UPDATE: Late Friday afternoon U.S. District Judge Kimba Wood ruled Michael Cohen, President Trump and the Trump Organization must file public responses to the special master’s privilege determinations. Only sections that divulge the content of contested evidence may be filed under seal.
On the day after federal investigators raided the homes and office of his longtime lawyer Michael Cohen, President Donald Trump tweeted, “Attorney-client privilege is dead.” It’s not.
Cohen, who has not been charged with any crime, is under investigation by the U.S. attorney’s office in Manhattan.
The investigation stems in part from a referral by Special Counsel Robert Mueller, who is probing whether Trump’s 2016 presidential campaign colluded with Russia. Trump has repeatedly said there was no collusion, and Russia has denied interfering in the U.S. presidential elections.
Cohen has worked for Trump for more than a decade, first as counsel at the Trump Organization and later as his personal lawyer.
To safeguard privileged evidence seized from Cohen, U.S. District Judge Kimba Wood of Manhattan appointed a special master, former federal judge Barbara Jones, to review all of the documents and electronic materials obtained in the raid. This week, Jones submitted a report on her work to date. She found 14 Cohen documents (of the 639 she reviewed) and 148 pieces of electronic evidence (of 291,770 she reviewed) to be privileged or partially privileged. Jones deemed seven electronic items to be highly personal.
We don’t know anything more about that evidence – and Michael Cohen, President Trump and the Trump Organization want to keep it that way.
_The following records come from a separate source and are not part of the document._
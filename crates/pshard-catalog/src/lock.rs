// Copyright 2020 Alex Dukhno
//
// Licensed under the Apache License, Version 2.0 (the "License");
// you may not use this file except in compliance with the License.
// You may obtain a copy of the License at
//
//     http://www.apache.org/licenses/LICENSE-2.0
//
// Unless required by applicable law or agreed to in writing, software
// distributed under the License is distributed on an "AS IS" BASIS,
// WITHOUT WARRANTIES OR CONDITIONS OF ANY KIND, either express or implied.
// See the License for the specific language governing permissions and
// limitations under the License.

//! The upgradable reader/writer lock the catalog runs under (§5, C8).
//!
//! `std::sync::RwLock` has no atomic read-to-write upgrade: a reader that
//! tries to acquire the writer lock while holding its read guard deadlocks
//! against any other reader doing the same. `Upgradable` sidesteps this by
//! never upgrading in place — a caller asking to upgrade drops its read
//! guard first, then serializes behind a dedicated inner mutex before taking
//! the write lock. The inner mutex is what turns "every reader racing for
//! the writer lock" into "one upgrader at a time," which is what makes the
//! lazy per-shard initialization path in the SQL engine safe to call from
//! a held read lock.
pub struct Upgradable<T> {
    data: std::sync::RwLock<T>,
    upgrade_gate: std::sync::Mutex<()>,
}

impl<T> Upgradable<T> {
    pub fn new(value: T) -> Upgradable<T> {
        Upgradable {
            data: std::sync::RwLock::new(value),
            upgrade_gate: std::sync::Mutex::new(()),
        }
    }

    pub fn read(&self) -> std::sync::RwLockReadGuard<'_, T> {
        self.data.read().expect("catalog lock poisoned")
    }

    pub fn write(&self) -> std::sync::RwLockWriteGuard<'_, T> {
        self.data.write().expect("catalog lock poisoned")
    }

    /// Drops `guard`, serializes behind the upgrade gate, and runs `f` under
    /// an exclusive lock. Downgrading back to shared is just letting the
    /// returned write guard go out of scope and calling `read` again.
    pub fn upgrade<R>(&self, guard: std::sync::RwLockReadGuard<'_, T>, f: impl FnOnce(&mut T) -> R) -> R {
        drop(guard);
        let _gate = self.upgrade_gate.lock().expect("upgrade gate poisoned");
        let mut write_guard = self.data.write().expect("catalog lock poisoned");
        f(&mut write_guard)
    }
}
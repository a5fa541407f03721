// Copyright 2020 Alex Dukhno
//
// Licensed under the Apache License, Version 2.0 (the "License");
// you may not use this file except in compliance with the License.
// You may obtain a copy of the License at
//
//     http://www.apache.org/licenses/LICENSE-2.0
//
// Unless required by applicable law or agreed to in writing, software
// distributed under the License is distributed on an "AS IS" BASIS,
// WITHOUT WARRANTIES OR CONDITIONS OF ANY KIND, either express or implied.
// See the License for the specific language governing permissions and
// limitations under the License.

//! Secondary index (C3): a CF mapping `(shard_id, indexed_value) -> pk`.
//! Grounded on the index-maintenance helpers in the teacher's
//! `storage::frontend`, re-pointed at `pshard-kv`'s CF abstraction.

use pshard_encoding::{encode_value, index_key, split_fields, Value, SEP};
use pshard_kernel::Result;
use pshard_kv::{ColumnFamily, KvStore};

#[derive(Clone)]
pub struct SecondaryIndex {
    cf: ColumnFamily,
}

impl SecondaryIndex {
    pub fn open(kv: &KvStore, name: &str) -> Result<SecondaryIndex> {
        Ok(SecondaryIndex { cf: kv.create_cf(name)? })
    }

    pub fn add(&self, shard_key: &[u8], value: &Value, pk: &Value) -> Result<()> {
        let key = index_key(shard_key, value, pk)?;
        self.cf.put(&key, b"")
    }

    pub fn delete(&self, shard_key: &[u8], value: &Value, pk: &Value) -> Result<()> {
        let key = index_key(shard_key, value, pk)?;
        self.cf.delete(&key)
    }

    fn value_prefix(shard_key: &[u8], value: &Value) -> Result<Vec<u8>> {
        let mut prefix = shard_key.to_vec();
        prefix.extend_from_slice(&encode_value(value)?);
        prefix.push(SEP);
        Ok(prefix)
    }

    /// Range-scans `shard_key ‖ value ‖ SEP` for every matching pk (§4.2.1
    /// step 2, and the within-table WHERE-clause equality path).
    pub fn lookup(&self, shard_key: &[u8], value: &Value) -> Result<Vec<Vec<u8>>> {
        let prefix = Self::value_prefix(shard_key, value)?;
        let mut pks = Vec::new();
        for item in self.cf.scan_prefix(&prefix) {
            let (key, _) = item?;
            if let Some(pk) = split_fields(&key).get(3) {
                pks.push(pk.to_vec());
            }
        }
        Ok(pks)
    }

    /// Scans the whole index CF for every `(shard_key, pk)` whose indexed
    /// value equals `value`, without knowing the shard up front — this is
    /// how TRANSITIVE/VARIABLE ownership is resolved: the FK points at
    /// `T'.pk`, and the pk-keyed simple index on `T'` reveals which
    /// shard(s) that pk currently lives in. Explicitly the slow path
    /// (§4.2.1): a full index scan instead of a prefix scan.
    pub fn lookup_across_shards(&self, value: &Value) -> Result<Vec<(Vec<u8>, Vec<u8>)>> {
        let target = encode_value(value)?;
        let mut matches = Vec::new();
        for item in self.cf.scan_all() {
            let (key, _) = item?;
            let fields = split_fields(&key);
            if fields.len() == 4 && fields[2] == target.as_slice() {
                let mut shard_key = fields[0].to_vec();
                shard_key.push(SEP);
                shard_key.extend_from_slice(fields[1]);
                shard_key.push(SEP);
                matches.push((shard_key, fields[3].to_vec()));
            }
        }
        Ok(matches)
    }

    /// Batch lookup: builds one prefix per `(shard_key, value)` entry, sorts
    /// and deduplicates them, then iterates each prefix once (§4.3).
    pub fn lookup_many(&self, entries: &[(Vec<u8>, Value)]) -> Result<Vec<Vec<u8>>> {
        let mut prefixes = Vec::with_capacity(entries.len());
        for (shard_key, value) in entries {
            prefixes.push(Self::value_prefix(shard_key, value)?);
        }
        prefixes.sort();
        prefixes.dedup();

        let mut pks = Vec::new();
        for prefix in prefixes {
            for item in self.cf.scan_prefix(&prefix) {
                let (key, _) = item?;
                if let Some(pk) = split_fields(&key).get(3) {
                    pks.push(pk.to_vec());
                }
            }
        }
        Ok(pks)
    }

    pub fn is_empty(&self) -> bool {
        self.cf.is_empty()
    }
}

#[cfg(test)]
mod tests {
    use super::*;
    use pshard_encoding::shard_key;

    #[rstest::fixture]
    fn index() -> SecondaryIndex {
        let kv = Box::leak(Box::new(KvStore::open_in_memory().unwrap()));
        SecondaryIndex::open(kv, "addr_uid_idx").unwrap()
    }

    #[rstest::rstest]
    fn add_then_lookup_within_shard(index: SecondaryIndex) {
        let shard = shard_key("user", &Value::UnsignedInt(1)).unwrap();
        index.add(&shard, &Value::UnsignedInt(1), &Value::UnsignedInt(10)).unwrap();

        let pks = index.lookup(&shard, &Value::UnsignedInt(1)).unwrap();
        assert_eq!(pks, vec![b"10".to_vec()]);
    }

    #[rstest::rstest]
    fn delete_removes_the_entry(index: SecondaryIndex) {
        let shard = shard_key("user", &Value::UnsignedInt(1)).unwrap();
        index.add(&shard, &Value::UnsignedInt(1), &Value::UnsignedInt(10)).unwrap();
        index.delete(&shard, &Value::UnsignedInt(1), &Value::UnsignedInt(10)).unwrap();

        assert!(index.lookup(&shard, &Value::UnsignedInt(1)).unwrap().is_empty());
    }

    #[rstest::rstest]
    fn lookup_across_shards_finds_the_owning_shard(index: SecondaryIndex) {
        let shard_one = shard_key("user", &Value::UnsignedInt(1)).unwrap();
        let shard_two = shard_key("user", &Value::UnsignedInt(2)).unwrap();
        // pk-keyed simple index: indexed value == the row's own pk.
        index.add(&shard_one, &Value::UnsignedInt(10), &Value::UnsignedInt(10)).unwrap();
        index.add(&shard_two, &Value::UnsignedInt(20), &Value::UnsignedInt(20)).unwrap();

        let matches = index.lookup_across_shards(&Value::UnsignedInt(10)).unwrap();
        assert_eq!(matches, vec![(shard_one, b"10".to_vec())]);
    }

    #[rstest::rstest]
    fn lookup_many_dedups_identical_prefixes(index: SecondaryIndex) {
        let shard = shard_key("user", &Value::UnsignedInt(1)).unwrap();
        index.add(&shard, &Value::UnsignedInt(1), &Value::UnsignedInt(10)).unwrap();
        index.add(&shard, &Value::UnsignedInt(1), &Value::UnsignedInt(11)).unwrap();

        let entries = vec![
            (shard.clone(), Value::UnsignedInt(1)),
            (shard.clone(), Value::UnsignedInt(1)),
        ];
        let mut pks = index.lookup_many(&entries).unwrap();
        pks.sort();
        assert_eq!(pks, vec![b"10".to_vec(), b"11".to_vec()]);
    }
}
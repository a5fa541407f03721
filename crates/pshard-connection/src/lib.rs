// Copyright 2020 Alex Dukhno
//
// Licensed under the Apache License, Version 2.0 (the "License");
// you may not use this file except in compliance with the License.
// You may obtain a copy of the License at
//
//     http://www.apache.org/licenses/LICENSE-2.0
//
// Unless required by applicable law or agreed to in writing, software
// distributed under the License is distributed on an "AS IS" BASIS,
// WITHOUT WARRANTIES OR CONDITIONS OF ANY KIND, either express or implied.
// See the License for the specific language governing permissions and
// limitations under the License.

//! Connection (C7): owns the single shared catalog and KV handle for a
//! database directory, and per-session transaction state. Grounded on
//! `data_manager::persistent::PersistentDatabase` for the open/recover
//! pattern (a `was_recovered()` flag driving whether prior state is
//! replayed) and on `sql_engine::session::Session` for the idea of
//! session-scoped state riding on top of one shared backend.
//!
//! `BEGIN`/`COMMIT`/`ROLLBACK` (§3's C7 description) track only whether a
//! session is inside a transaction; per the Non-goals, this system gives no
//! isolation stronger than per-statement atomicity, so there is no staging
//! area to roll back — `ROLLBACK` just closes the transaction marker. See
//! `DESIGN.md` for this Open Question's resolution.

use pshard_ast::Statement;
use pshard_catalog::Catalog;
use pshard_dataflow::DataflowSink;
use pshard_kernel::{Error, Result};
use pshard_sqlengine::{
    CreateTableCommand, DeleteCommand, Engine, ExplainCommand, ExplainReport, ForgetCommand, GetCommand, InsertCommand,
    QueryResult, ReplaceCommand, SelectCommand, UpdateCommand,
};
use pshard_storage::StorageEngine;
use std::fs;
use std::path::{Path, PathBuf};

const STATE_FILE: &str = ".state.txt";

/// What executing one `Statement` produced, handed back to the CLI (or any
/// other frontend) to render.
pub enum StatementResult {
    Ack,
    RowsAffected(usize),
    Rows(QueryResult),
    /// `GET`'s one result set per table the subject's kind owns.
    Subject(Vec<(String, QueryResult)>),
    Explain(ExplainReport),
}

/// The shared sharder state a database directory holds: the catalog and
/// the KV handle, process-global per §5 ("The single KV handle and the
/// catalog are process-global").
pub struct Database {
    path: Option<PathBuf>,
    catalog: Catalog,
    storage: StorageEngine,
}

impl Database {
    /// Opens (or creates) the database at `path`, replaying `.state.txt`
    /// when present. Returns whether an existing database was recovered.
    pub fn open(path: &Path) -> Result<(Database, bool)> {
        let (storage, storage_recovered) = StorageEngine::open_on_disk(path)?;
        let state_path = path.join(STATE_FILE);
        let (catalog, catalog_recovered) = match fs::read_to_string(&state_path) {
            Ok(text) => (Catalog::from_text(&text)?, true),
            Err(e) if e.kind() == std::io::ErrorKind::NotFound => (Catalog::new(), false),
            Err(e) => return Err(Error::from(e)),
        };
        let recovered = storage_recovered || catalog_recovered;
        log::info!("opened database at {:?} (recovered: {})", path, recovered);
        Ok((Database { path: Some(path.to_owned()), catalog, storage }, recovered))
    }

    pub fn open_in_memory() -> Result<Database> {
        Ok(Database { path: None, catalog: Catalog::new(), storage: StorageEngine::open_in_memory()? })
    }

    /// Rewrites `.state.txt` with the current catalog and flushes the KV
    /// backend, the clean-shutdown persistence path of §6.
    pub fn close(&self) -> Result<()> {
        self.storage.flush()?;
        if let Some(path) = &self.path {
            let text = self.catalog.to_text()?;
            fs::write(path.join(STATE_FILE), text).map_err(Error::from)?;
        }
        Ok(())
    }

    pub fn session<'d, 's>(&'d self, sink: &'s dyn DataflowSink) -> Connection<'d, 's> {
        Connection { database: self, sink, in_transaction: false }
    }
}

/// Per-session state (C7): which statement context to build next and
/// whether a transaction is currently open. Multiple `Connection`s may
/// share one `Database` concurrently; the catalog's upgradable lock (§5)
/// is what actually serializes their access to shared state.
pub struct Connection<'d, 's> {
    database: &'d Database,
    sink: &'s dyn DataflowSink,
    in_transaction: bool,
}

impl<'d, 's> Connection<'d, 's> {
    pub fn begin(&mut self) -> Result<()> {
        if self.in_transaction {
            return Err(Error::failed_precondition("a transaction is already open on this session"));
        }
        self.in_transaction = true;
        Ok(())
    }

    pub fn commit(&mut self) -> Result<()> {
        if !self.in_transaction {
            return Err(Error::failed_precondition("no transaction is open on this session"));
        }
        self.in_transaction = false;
        Ok(())
    }

    pub fn rollback(&mut self) -> Result<()> {
        if !self.in_transaction {
            return Err(Error::failed_precondition("no transaction is open on this session"));
        }
        self.in_transaction = false;
        Ok(())
    }

    pub fn in_transaction(&self) -> bool {
        self.in_transaction
    }

    /// Executes one statement against the shared database, dispatching to
    /// the matching `pshard-sqlengine` command context (§4.4).
    pub fn execute(&self, statement: Statement) -> Result<StatementResult> {
        let engine = Engine::new(&self.database.catalog, &self.database.storage, self.sink);
        Ok(match statement {
            Statement::CreateTable(create) => {
                CreateTableCommand::new(&engine).execute(create)?;
                StatementResult::Ack
            }
            Statement::Insert(insert) => StatementResult::RowsAffected(InsertCommand::new(&engine).execute(insert)?),
            Statement::Replace(replace) => StatementResult::RowsAffected(ReplaceCommand::new(&engine).execute(replace)?),
            Statement::Update(update) => StatementResult::RowsAffected(UpdateCommand::new(&engine).execute(update)?),
            Statement::Delete(delete) => StatementResult::RowsAffected(DeleteCommand::new(&engine).execute(delete)?),
            Statement::Select(select) => StatementResult::Rows(SelectCommand::new(&engine).execute(select)?),
            Statement::Forget(forget) => StatementResult::RowsAffected(ForgetCommand::new(&engine).execute(forget)?),
            Statement::Get(get) => StatementResult::Subject(GetCommand::new(&engine).execute(get)?),
            Statement::Explain(explain) => StatementResult::Explain(ExplainCommand::new(&engine).execute(explain)?),
        })
    }
}
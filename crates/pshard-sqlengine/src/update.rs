// Copyright 2020 Alex Dukhno
//
// Licensed under the Apache License, Version 2.0 (the "License");
// you may not use this file except in compliance with the License.
// You may obtain a copy of the License at
//
//     http://www.apache.org/licenses/LICENSE-2.0
//
// Unless required by applicable law or agreed to in writing, software
// distributed under the License is distributed on an "AS IS" BASIS,
// WITHOUT WARRANTIES OR CONDITIONS OF ANY KIND, either express or implied.
// See the License for the specific language governing permissions and
// limitations under the License.

//! `UPDATE` (§4.4). When the SET list touches a column some `ShardDescriptor`
//! reads from, ownership may have changed, so the row can't just be
//! overwritten in place — it's executed as a synthesized DELETE then INSERT,
//! the same split `REPLACE`'s slow path uses. Otherwise every matching copy
//! is updated in place, one `replace` per shard it currently lives in.

use crate::filter::{candidates_for_filter, evaluate, ValueMapper};
use crate::insert::InsertCommand;
use crate::Engine;
use pshard_ast::{Insert, Update};
use pshard_dataflow::Record;
use pshard_encoding::decode_row;
use pshard_kernel::Result;

pub struct UpdateCommand<'a, 'b> {
    engine: &'a Engine<'b>,
}

impl<'a, 'b> UpdateCommand<'a, 'b> {
    pub fn new(engine: &'a Engine<'b>) -> UpdateCommand<'a, 'b> {
        UpdateCommand { engine }
    }

    pub fn execute(&self, update: Update) -> Result<usize> {
        let table = self.engine.catalog.table(&update.table)?;
        let column_types = self.engine.column_types(&table);
        let indexed = self.engine.open_indexed_columns(&table)?;
        let mapper = ValueMapper::from_filter(update.filter.as_ref());

        let touches_ownership = table
            .owners
            .iter()
            .any(|desc| update.assignments.iter().any(|(name, _)| table.column_index(name) == Some(desc.column_index())));

        let candidates = candidates_for_filter(self.engine, &table, None, &mapper)?;
        let mut affected = 0;
        for (key, bytes) in candidates {
            let row = decode_row(&bytes, &column_types)?;
            if let Some(filter) = &update.filter {
                if !evaluate(filter, &table, &row)? {
                    continue;
                }
            }
            let mut updated = row.clone();
            for (name, value) in &update.assignments {
                if let Some(index) = table.column_index(name) {
                    updated[index] = value.clone();
                }
            }

            let pk = row[table.primary_key_index].clone();
            let shard_len = key.len() - pshard_encoding::encode_value(&pk)?.len();
            let shard = key[..shard_len].to_vec();

            if touches_ownership {
                self.engine
                    .storage
                    .delete_and_emit(&table.name, &shard, &pk, &column_types, &indexed, self.engine.sink)?;
                affected += InsertCommand::new(self.engine).execute(Insert {
                    table: table.name.clone(),
                    columns: Vec::new(),
                    rows: vec![updated],
                })?;
            } else {
                self.engine.storage.replace(&table.name, &shard, &pk, &updated, &indexed)?;
                self.engine.sink.emit(&table.name, vec![Record::Negative(row), Record::Positive(updated)]);
                affected += 1;
            }
        }
        Ok(affected)
    }
}

#[cfg(test)]
mod tests {
    use super::*;
    use crate::create_table::CreateTableCommand;
    use crate::insert::InsertCommand;
    use pshard_ast::{Annotation, ColumnDef, CreateTable, Expr, ForeignKeyDef, Literal};
    use pshard_catalog::Catalog;
    use pshard_dataflow::RecordingSink;
    use pshard_encoding::{shard_key, ColumnType, Value};
    use pshard_storage::StorageEngine;

    fn setup() -> (Catalog, StorageEngine, RecordingSink) {
        (Catalog::new(), StorageEngine::open_in_memory().unwrap(), RecordingSink::new())
    }

    #[test]
    fn s6_update_that_flips_owner_moves_the_row_between_shards() {
        let (catalog, storage, sink) = setup();
        let engine = Engine::new(&catalog, &storage, &sink);
        let create = CreateTableCommand::new(&engine);
        create
            .execute(CreateTable {
                table: "user".to_owned(),
                columns: vec![ColumnDef { name: "id".to_owned(), column_type: ColumnType::UnsignedInt, nullable: false, primary_key: true }],
                data_subject: true,
                foreign_keys: vec![],
            })
            .unwrap();
        create
            .execute(CreateTable {
                table: "addr".to_owned(),
                columns: vec![
                    ColumnDef { name: "id".to_owned(), column_type: ColumnType::UnsignedInt, nullable: false, primary_key: true },
                    ColumnDef { name: "uid".to_owned(), column_type: ColumnType::UnsignedInt, nullable: false, primary_key: false },
                ],
                data_subject: false,
                foreign_keys: vec![ForeignKeyDef {
                    column: "uid".to_owned(),
                    references_table: "user".to_owned(),
                    references_column: "id".to_owned(),
                    annotation: Annotation::Owner,
                }],
            })
            .unwrap();
        let insert = InsertCommand::new(&engine);
        insert
            .execute(Insert { table: "user".to_owned(), columns: vec![], rows: vec![vec![Value::UnsignedInt(1)], vec![Value::UnsignedInt(2)]] })
            .unwrap();
        insert
            .execute(Insert { table: "addr".to_owned(), columns: vec![], rows: vec![vec![Value::UnsignedInt(10), Value::UnsignedInt(1)]] })
            .unwrap();

        let update = UpdateCommand::new(&engine);
        let affected = update
            .execute(Update {
                table: "addr".to_owned(),
                assignments: vec![("uid".to_owned(), Literal::UnsignedInt(2))],
                filter: Some(Expr::Eq(Box::new(Expr::Column("id".to_owned())), Box::new(Expr::Literal(Literal::UnsignedInt(10))))),
            })
            .unwrap();
        assert_eq!(affected, 1);

        let old_shard = shard_key("user", &Value::UnsignedInt(1)).unwrap();
        let new_shard = shard_key("user", &Value::UnsignedInt(2)).unwrap();
        assert!(storage.get("addr", &old_shard, &Value::UnsignedInt(10)).unwrap().is_none());
        assert!(storage.get("addr", &new_shard, &Value::UnsignedInt(10)).unwrap().is_some());
    }

    #[test]
    fn in_place_update_leaves_the_row_in_its_shard() {
        let (catalog, storage, sink) = setup();
        let engine = Engine::new(&catalog, &storage, &sink);
        let create = CreateTableCommand::new(&engine);
        create
            .execute(CreateTable {
                table: "user".to_owned(),
                columns: vec![
                    ColumnDef { name: "id".to_owned(), column_type: ColumnType::UnsignedInt, nullable: false, primary_key: true },
                    ColumnDef { name: "name".to_owned(), column_type: ColumnType::Text, nullable: true, primary_key: false },
                ],
                data_subject: true,
                foreign_keys: vec![],
            })
            .unwrap();
        let insert = InsertCommand::new(&engine);
        insert
            .execute(Insert { table: "user".to_owned(), columns: vec![], rows: vec![vec![Value::UnsignedInt(1), Value::Text("ann".to_owned())]] })
            .unwrap();

        let update = UpdateCommand::new(&engine);
        let affected = update
            .execute(Update { table: "user".to_owned(), assignments: vec![("name".to_owned(), Literal::Text("bo".to_owned()))], filter: None })
            .unwrap();
        assert_eq!(affected, 1);

        let shard = shard_key("user", &Value::UnsignedInt(1)).unwrap();
        let bytes = storage.get("user", &shard, &Value::UnsignedInt(1)).unwrap().unwrap();
        let row = decode_row(&bytes, &[ColumnType::UnsignedInt, ColumnType::Text]).unwrap();
        assert_eq!(row[1], Value::Text("bo".to_owned()));
    }
}
// Copyright 2020 Alex Dukhno
//
// Licensed under the Apache License, Version 2.0 (the "License");
// you may not use this file except in compliance with the License.
// You may obtain a copy of the License at
//
//     http://www.apache.org/licenses/LICENSE-2.0
//
// Unless required by applicable law or agreed to in writing, software
// distributed under the License is distributed on an "AS IS" BASIS,
// WITHOUT WARRANTIES OR CONDITIONS OF ANY KIND, either express or implied.
// See the License for the specific language governing permissions and
// limitations under the License.

//! The dataflow sink contract (§6, output): every mutating statement emits
//! a sequence of positive/negative records keyed by the affected table.
//! The dataflow/materialized-view subsystem that consumes these records is
//! out of scope (§1) — this crate only names the boundary, modeled after
//! the teacher's `protocol::Sender` trait (the query-result sink the SQL
//! engine pushes into).

use pshard_encoding::Value;

/// A record mutation: `Positive` for rows added to a shard, `Negative` for
/// rows removed from one — e.g. an UPDATE that moves a row to a new owner
/// emits a `Negative` under the old shard and a `Positive` under the new.
#[derive(Debug, Clone, PartialEq)]
pub enum Record {
    Positive(Vec<Value>),
    Negative(Vec<Value>),
}

pub trait DataflowSink {
    fn emit(&self, table: &str, records: Vec<Record>);
}

/// A test double that records every emission for assertions.
#[derive(Default)]
pub struct RecordingSink {
    emitted: std::sync::Mutex<Vec<(String, Vec<Record>)>>,
}

impl RecordingSink {
    pub fn new() -> RecordingSink {
        RecordingSink::default()
    }

    pub fn emitted(&self) -> Vec<(String, Vec<Record>)> {
        self.emitted.lock().expect("recording sink lock poisoned").clone()
    }
}

impl DataflowSink for RecordingSink {
    fn emit(&self, table: &str, records: Vec<Record>) {
        self.emitted
            .lock()
            .expect("recording sink lock poisoned")
            .push((table.to_owned(), records));
    }
}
On June 6, the president’s lawyers at Spears & Imes sent a letter to Judge Wood, asking to file its response to the special master under seal and ex parte, for the judge’s eyes only. The letter, signed by Spears partner Joanna Hendon, acknowledges the presumptive public right of access to court documents but said the public interest is outweighed by two competing factors: the federal rule of criminal procedure that imposes strict confidentiality over grand jury materials and the abiding interest in preserving attorney-client and work-product privilege. As Hendon pointed out, Judge Wood herself cited both factors in open court in April, when she heard arguments from Cohen and the government about how to segregate privileged documents.
Prosecutors oppose wholesale sealing of responses to the special master’s recommendations. In a June 7 letter, Deputy Manhattan U.S. Attorney Robert Khuzami said the government does not object to redaction of purportedly privileged evidence, nor even to ex parte submission of sensitive material. But Khuzami said there is “no reason” why the government and the public should be deprived of access to legal arguments spelled out in briefs by Cohen, Trump and the Trump Organization. He also said Cohen and Trump cannot rely on grand jury secrecy because the disputed evidence was obtained via a search warrant.
News organizations (my own not included) urged Judge Wood to allow the public to see as much of the litigation over purportedly privileged evidence as possible. Their letter, from lawyers at Davis Wright Tremaine, argues that public access is the bedrock of public confidence in a proceeding of “intense public interest and importance to our nation.” Davis Wright called the wholesale seal requested by Cohen and Trump “extraordinary” and “needlessly overbroad.” The media group’s letter cited 2012’s Equal Employment Opportunity Commission v. Kelley Drye, in which Judge Wood’s Manhattan federal court colleague Laura Taylor Swain carved out privileged documents from a broad order unsealing evidence introduced in summary judgment briefing in the EEOC’s age discrimination suit against the law firm. Sealing orders, the letter said, must be narrowly tailored to balance privilege and public access.
The news organizations contend the government’s proposal to redact information about specific, sensitive documents but allow public access to legal arguments and case citations seems reasonable. I agree – and I bet Judge Wood will also.
The judge has already shown her concern for public access at hearings in this case. If you recall, she forced Cohen’s lawyers at McDermott Will & Emery to disclose in open court that Cohen regarded Sean Hannity of Fox News as a client. (Hannity said he did not ever retain Cohen in a traditional sense.) Judge Wood has served on the court’s Media Access Committee, which solicits comments from courthouse reporters about how to make the courts more open. And she’s not likely to buy arguments that grand jury secrecy shields everything in the Cohen case. As the media organizations pointed out in their letter on Thursday, in a 2015 ruling in the bribery case against New York politician Dean Skelos, Judge Wood refused to order a hearing on Skelos’ allegations that prosecutors had breached grand jury secrecy. The grand jury confidentiality rule, she wrote, “does not apply to disclosures of information obtained independently of the grand jury process, even if the same information might later be presented to the grand jury.”
The overwhelming body of evidence in the Michael Cohen case appears not to be shielded by any privilege. If Cohen and his onetime clients want to argue otherwise, in a matter implicating the president of the United States, they ought to be required to explain their theories in public.
I emailed Trump counsel Joanna Hendon to ask about the government’s alternative proposal but didn’t hear back.
The views expressed in this article are not those of Reuters News.